I cant decide if i should go or not, i already have a job its part time but the hours vary between 20,30 sometimes 40(if lucky) hours a week.(inconaistent hours but minimum being 20) but its also nice havjng the days off inbetween shifts.
My current job the manager is clueless and running the place into the ground and everyone is leaving.
However its only a 2 min drive down the road from where i live where as the new job is further afield in that its 30 mins drive pending on traffic.
The newer job would be 38 hours a week monday to friday and working with hand held power tools making cctv camera mounted equipment.
It would also be that i would make £2500 a year more then my current job
I currently work in retail as a team leader but there is a lot of backside kissing going on etc but despite all of this i guess its a comfort zone.
I am actually anxious as hell about weather or not i should go changing jobs i want too but at the same time im feeling so conflicted about it.
My head is pretty much all over the place and i just do not know what to do.
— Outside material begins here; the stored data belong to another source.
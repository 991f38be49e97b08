mod build;
mod buildscript;
mod convert;
mod info;
mod services;

pub use build::cmd_build;
pub use buildscript::cmd_buildscript;
pub use convert::cmd_convert;
pub use info::cmd_info;
pub use services::cmd_services;
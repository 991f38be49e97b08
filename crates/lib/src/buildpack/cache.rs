//! Persistent per-buildpack cache directory.
//!
//! Every buildpack gets `<buildpack>/_cache`, passed to `bin/compile` so the
//! buildpack can keep downloaded dependencies between builds. The directory
//! is created on demand and never cleared; its contents belong to the
//! buildpack.

use std::io;
use std::path::{Path, PathBuf};

use thiserror::Error;
use tracing::debug;

use super::ResolvedBuildpack;
use crate::lock::{LockError, PathLock};

#[derive(Debug, Error)]
pub enum CacheError {
  #[error("failed to create cache directory '{path}': {source}")]
  CreateDir {
    path: PathBuf,
    #[source]
    source: io::Error,
  },

  #[error("failed to resolve cache directory '{path}': {source}")]
  Canonicalize {
    path: PathBuf,
    #[source]
    source: io::Error,
  },

  #[error(transparent)]
  Lock(#[from] LockError),
}

/// An existing, exclusively locked cache directory.
#[derive(Debug)]
pub struct BuildCache {
  dir: PathBuf,
  _lock: PathLock,
}

impl BuildCache {
  /// Create the buildpack's cache directory if needed and lock it.
  ///
  /// The returned directory is absolute. `holder` is recorded in the lock
  /// file for diagnostics.
  pub fn ensure(buildpack: &ResolvedBuildpack, holder: &str) -> Result<Self, CacheError> {
    let dir = buildpack.cache_dir();
    let lock = PathLock::acquire(&dir, holder)?;

    if !dir.exists() {
      debug!(path = %dir.display(), "creating buildpack cache");
      std::fs::create_dir_all(&dir).map_err(|source| CacheError::CreateDir {
        path: dir.clone(),
        source,
      })?;
    }

    let dir = dunce::canonicalize(&dir).map_err(|source| CacheError::Canonicalize { path: dir, source })?;
    Ok(BuildCache { dir, _lock: lock })
  }

  pub fn dir(&self) -> &Path {
    &self.dir
  }
}
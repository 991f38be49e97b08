pub const APP_NAME: &str = "stackbrew";

/// Stack descriptor file names, in priority order.
pub const STACKFILE_NAMES: &[&str] = &["Stackfile", "stackfile", "dotcloud.yml", "dotcloud_build.yml"];

/// Environment variable holding the colon-separated buildpack search path.
pub const BUILDPACK_PATH_ENV: &str = "BUILDPACK_PATH";

/// Environment variable overriding the remote buildpack download root.
pub const CACHE_DIR_ENV: &str = "STACKBREW_CACHE_DIR";

/// Name of the persistent cache directory inside a buildpack.
pub const BUILDPACK_CACHE_DIR: &str = "_cache";

/// Name of the deploy descriptor written at the root of a build directory.
pub const DEPLOY_FILENAME: &str = "deploy.json";

/// Service type that marks an inline build script rather than a buildpack.
pub const CUSTOM_SERVICE_TYPE: &str = "custom";
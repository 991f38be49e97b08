//! Implementation of the `stackbrew convert` command.

use std::path::Path;

use anyhow::Result;
use stackbrew_lib::convert::materialize;

use crate::output::{print_stat, print_success};

/// Extract a custom service from an application and turn it into a buildpack.
pub fn cmd_convert(source_dir: &Path, service: &str, dest_dir: &Path) -> Result<()> {
  materialize(source_dir, service, dest_dir)?;

  print_success(&format!("Converted service '{}' to a buildpack", service));
  print_stat("Compile", &dest_dir.join("bin").join("compile").display().to_string());
  print_stat("Release", &dest_dir.join("bin").join("release").display().to_string());
  Ok(())
}
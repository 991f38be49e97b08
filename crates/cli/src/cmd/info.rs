use std::path::Path;

use anyhow::Result;
use stackbrew_lib::stack::load_stack;

use crate::output::print_json;

pub fn cmd_info(source_dir: &Path) -> Result<()> {
  let stack = load_stack(source_dir)?;
  print_json(&stack)
}
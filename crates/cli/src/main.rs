//! stackbrew: build multi-service stacks with buildpacks.

mod cmd;
mod output;

use std::path::PathBuf;
use std::process::ExitCode;

use clap::{Parser, Subcommand};
use stackbrew_lib::config::Settings;
use tracing::debug;
use tracing_subscriber::EnvFilter;

use crate::cmd::{cmd_build, cmd_buildscript, cmd_convert, cmd_info, cmd_services};

/// Build multi-service application stacks with pluggable buildpacks
#[derive(Parser)]
#[command(name = "stackbrew")]
#[command(author, version, about, long_about = None)]
struct Cli {
  /// Enable debug logging
  #[arg(short, long, global = true)]
  verbose: bool,

  /// Colon-separated directories searched for named buildpacks
  #[arg(long, global = true, env = "BUILDPACK_PATH", value_name = "DIRS")]
  buildpack_path: Option<String>,

  /// Directory remote buildpacks are cloned into
  #[arg(long, global = true, env = "STACKBREW_CACHE_DIR", value_name = "DIR")]
  cache_dir: Option<PathBuf>,

  #[command(subcommand)]
  command: Commands,
}

#[derive(Subcommand)]
enum Commands {
  /// Build every service of a stack and write deploy.json
  Build {
    /// Application source directory containing the Stackfile
    source_dir: PathBuf,
    /// Output directory; must not exist yet
    build_dir: PathBuf,
  },

  /// Print the parsed stack descriptor as JSON
  Info {
    /// Application source directory containing the Stackfile
    source_dir: PathBuf,
  },

  /// Convert a custom service into a standalone buildpack
  Convert {
    /// Application source directory containing the Stackfile
    source_dir: PathBuf,
    /// Name of the custom service
    service: String,
    /// Directory to create the buildpack in; must not exist yet
    dest_dir: PathBuf,
  },

  /// Print a service's build script
  Buildscript {
    /// Application source directory containing the Stackfile
    source_dir: PathBuf,
    /// Name of the service
    service: String,
  },

  /// List the stack's services, sorted by name
  Services {
    /// Application source directory containing the Stackfile
    source_dir: PathBuf,
  },
}

fn main() -> ExitCode {
  let cli = Cli::parse();
  init_tracing(cli.verbose);

  let settings = Settings::new(cli.buildpack_path.as_deref(), cli.cache_dir);
  debug!(
    search_path = ?settings.search_path,
    download_root = %settings.download_root.display(),
    "settings"
  );

  let result = match cli.command {
    Commands::Build { source_dir, build_dir } => cmd_build(&source_dir, &build_dir, settings),
    Commands::Info { source_dir } => cmd_info(&source_dir),
    Commands::Convert {
      source_dir,
      service,
      dest_dir,
    } => cmd_convert(&source_dir, &service, &dest_dir),
    Commands::Buildscript { source_dir, service } => cmd_buildscript(&source_dir, &service),
    Commands::Services { source_dir } => cmd_services(&source_dir),
  };

  match result {
    Ok(()) => ExitCode::SUCCESS,
    Err(err) => {
      output::print_error(&output::format_error(&err));
      ExitCode::FAILURE
    }
  }
}

fn init_tracing(verbose: bool) {
  let filter = if verbose {
    EnvFilter::new("debug")
  } else {
    EnvFilter::try_from_default_env().unwrap_or_else(|_| EnvFilter::new("info"))
  };

  tracing_subscriber::fmt()
    .with_env_filter(filter)
    .with_writer(std::io::stderr)
    .with_target(false)
    .without_time()
    .init();
}
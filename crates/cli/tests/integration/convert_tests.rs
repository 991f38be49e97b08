use std::process::Command;

use predicates::prelude::*;
use serial_test::serial;

use super::common::TestEnv;

const STACKFILE: &str = "site:\n  type: custom\n  approot: site\n  buildscript: site/build.sh\n";
const BUILD_SCRIPT: &str = "#!/bin/sh\ntouch \"$1/done\"\n";

#[test]
#[serial]
fn convert_creates_buildpack() {
  let env = TestEnv::new(STACKFILE);
  env.write_source("site/build.sh", BUILD_SCRIPT);
  env.write_source("site/page.html", "<p>page</p>");
  let dest = env.path("site-pack");

  env
    .cmd()
    .arg("convert")
    .arg(env.source())
    .arg("site")
    .arg(&dest)
    .assert()
    .success()
    .stdout(predicate::str::contains("Converted service 'site'"));

  assert_eq!(std::fs::read_to_string(dest.join("bin/compile")).unwrap(), BUILD_SCRIPT);
  assert!(dest.join("page.html").exists());

  let release = Command::new(dest.join("bin/release")).output().unwrap();
  assert!(release.status.success());
  assert!(String::from_utf8_lossy(&release.stdout).contains("buildscript: site/build.sh"));
}

#[test]
#[serial]
fn convert_refuses_existing_destination() {
  let env = TestEnv::new(STACKFILE);
  env.write_source("site/build.sh", BUILD_SCRIPT);
  let dest = env.path("site-pack");
  std::fs::create_dir_all(&dest).unwrap();

  env
    .cmd()
    .arg("convert")
    .arg(env.source())
    .arg("site")
    .arg(&dest)
    .assert()
    .code(1)
    .stderr(predicate::str::contains("destination already exists"));

  assert!(!dest.join("bin").exists());
}

#[test]
#[serial]
fn convert_unknown_service_fails() {
  let env = TestEnv::new(STACKFILE);

  env
    .cmd()
    .arg("convert")
    .arg(env.source())
    .arg("nope")
    .arg(env.path("pack"))
    .assert()
    .code(1)
    .stderr(predicate::str::contains("no such service: nope"));
}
A part of me feels mentally maybe i am not ready to work full time like that while another part of me feels like im just looking for excuses.
I am still strugling with SH, suicidal thoughts more so these last two weeks or so the roller coaster just never stops but its never effected my job, apart from appearence wise of having to wear a long sleeve jumper under my work shirt all the time to hide the cuts.
But anyway yeah i feel conflicted about it all a million things running through my head coming going coming going i just really dont know what to do and had to get this off my chest.